Inside it are painted the subjects of the Lamb of God – and St John
Outside the crucifixion, and Mary Magdalene holding the alabaster vase in her hand.

Paid £2.00 for it

Was there a devotional reason for his interest in the pendant? It is quite unlikely that he would have worn it, but would he have kept this object somewhere personal like a bedside table, or hung it in a chapel? While we cannot answer these questions with certainty, we can surmise a few possible reasons why the collector felt drawn to this beautiful pendant.

The envelope on which Gambier Parry recorded his observations of the pendant

Gambier Parry on the Art of Glass Painting

Gambier Parry devotes an entire chapter his book, The Ministry of Fine Arts to the Happiness of Life, to the subject of stained glass art. He felt that painting on glass was a difficult and noble artistic endeavor, “…with its own laws, its own powers, its own limits; …it is light that has to be dealt with, not shadow; translucent glass, not solid canvas; open air, not a picture-frame…” Could the glass panels have reminded him of the stained-glass windows that he so admired in the great Gothic Cathedrals of Europe?

Gambier Parry particularly admired the stained glass windows of the Cathedral of St Gudule in Brussels.

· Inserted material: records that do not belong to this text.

//! Free-text to identifier resolution.
//!
//! Turning what a user typed ("blinding lights weeknd") into catalog
//! identifiers is a best-effort text problem, kept apart from the numeric
//! engine behind the [`TextResolver`] trait. [`FuzzyIndex`] is the built-in
//! implementation: fuzzy matching over `"title - artist"` strings.
//!
//! # Example
//!
//! ```
//! use sonance::prelude::*;
//! use sonance::search::{FuzzyIndex, TextResolver};
//!
//! let catalog = Catalog::new(
//!     vec!["energy".to_string()],
//!     vec![
//!         Item::new("t1", vec![0.7]).with_title("Blinding Lights").with_artist("The Weeknd"),
//!         Item::new("t2", vec![0.5]).with_title("Rolling in the Deep").with_artist("Adele"),
//!     ],
//! ).unwrap();
//!
//! let index = FuzzyIndex::build(&catalog);
//! let hits = index.search("blinding lights", 5, 70.0);
//! assert_eq!(hits[0].id, "t1");
//!
//! let ids = index.resolve_text("Blinding Lights by The Weeknd; rolling in the deep adele");
//! assert_eq!(ids, vec!["t1", "t2"]);
//! ```

mod fuzzy;

pub use fuzzy::{partial_ratio, ratio, token_set_ratio, weighted_ratio};

use crate::catalog::Catalog;
use serde::{Deserialize, Serialize};
use std::collections::HashSet;

/// Turns free text into catalog identifiers.
pub trait TextResolver {
    /// Identifiers the text refers to, best guess first, without repeats.
    /// Unresolvable text yields an empty list.
    fn resolve_text(&self, query: &str) -> Vec<String>;
}

/// Search limits used by [`FuzzyIndex`] when acting as a [`TextResolver`].
#[derive(Debug, Clone, Copy, PartialEq, Serialize, Deserialize)]
#[serde(default)]
pub struct SearchConfig {
    /// Maximum matches returned by a search
    pub limit: usize,
    /// Minimum score (0-100) for a match to count
    pub score_cutoff: f32,
}

impl Default for SearchConfig {
    fn default() -> Self {
        Self {
            limit: 5,
            score_cutoff: 70.0,
        }
    }
}

/// One fuzzy search hit.
#[derive(Debug, Clone, PartialEq, Serialize)]
pub struct SearchMatch {
    /// `"title - artist"` string that matched
    pub display: String,
    /// Item identifier
    pub id: String,
    /// Match score in [0, 100]
    pub score: f32,
}

#[derive(Debug, Clone)]
struct Entry {
    display: String,
    normalized: String,
    id: String,
}

/// Fuzzy title/artist index over a catalog.
#[derive(Debug, Clone)]
pub struct FuzzyIndex {
    entries: Vec<Entry>,
    config: SearchConfig,
}

impl FuzzyIndex {
    /// Indexes every catalog item by its display name.
    #[must_use]
    pub fn build(catalog: &Catalog) -> Self {
        let entries = catalog
            .items()
            .iter()
            .map(|item| {
                let display = item.display_name();
                Entry {
                    normalized: fuzzy::normalize(&display),
                    display,
                    id: item.id.clone(),
                }
            })
            .collect();
        Self {
            entries,
            config: SearchConfig::default(),
        }
    }

    /// Replaces the search limits used by [`TextResolver::resolve_text`].
    #[must_use]
    pub fn with_config(mut self, config: SearchConfig) -> Self {
        self.config = config;
        self
    }

    /// The active search limits.
    #[must_use]
    pub fn config(&self) -> &SearchConfig {
        &self.config
    }

    /// Number of indexed items.
    #[must_use]
    pub fn len(&self) -> usize {
        self.entries.len()
    }

    /// Returns true if nothing is indexed.
    #[must_use]
    pub fn is_empty(&self) -> bool {
        self.entries.is_empty()
    }

    /// Best matches for `query`, highest score first (ties keep catalog
    /// order), at most `limit`, none below `score_cutoff`.
    #[must_use]
    pub fn search(&self, query: &str, limit: usize, score_cutoff: f32) -> Vec<SearchMatch> {
        let query = fuzzy::normalize(query);
        if query.is_empty() || limit == 0 {
            return Vec::new();
        }

        let mut hits: Vec<(usize, f32)> = self
            .entries
            .iter()
            .enumerate()
            .map(|(i, entry)| (i, fuzzy::weighted_ratio_normalized(&query, &entry.normalized)))
            .filter(|&(_, score)| score >= score_cutoff)
            .collect();

        hits.sort_by(|a, b| b.1.total_cmp(&a.1));

        hits.into_iter()
            .take(limit)
            .map(|(i, score)| SearchMatch {
                display: self.entries[i].display.clone(),
                id: self.entries[i].id.clone(),
                score,
            })
            .collect()
    }
}

impl TextResolver for FuzzyIndex {
    /// Splits the query on `;` and newlines and keeps the best match per
    /// fragment.
    fn resolve_text(&self, query: &str) -> Vec<String> {
        let mut seen = HashSet::new();
        query
            .split(|c: char| c == ';' || c == '\n')
            .map(str::trim)
            .filter(|fragment| !fragment.is_empty())
            .filter_map(|fragment| {
                self.search(fragment, 1, self.config.score_cutoff)
                    .into_iter()
                    .next()
            })
            .filter(|hit| seen.insert(hit.id.clone()))
            .map(|hit| hit.id)
            .collect()
    }
}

A Protestant-Catholic Fusion

Gambier Parry may have been drawn to this object for its unique book shape. He was a well-educated man with an insatiable thirst for knowledge, and the book may have inspired him. But the book also suggests more than this: the Bible is a symbol of the ideals of the Protestant Reformation, when the Scriptures were translated into vernacular and made available to all. Yet the iconographic decoration of this book resonates with a Counter-Reformation appreciation for art and beauty. We might say that the pendant fuses Protestant ideals and Catholic aesthetics, which would have suggested a meaningful emblem for the Anglo-Catholic collector’s own religious identity.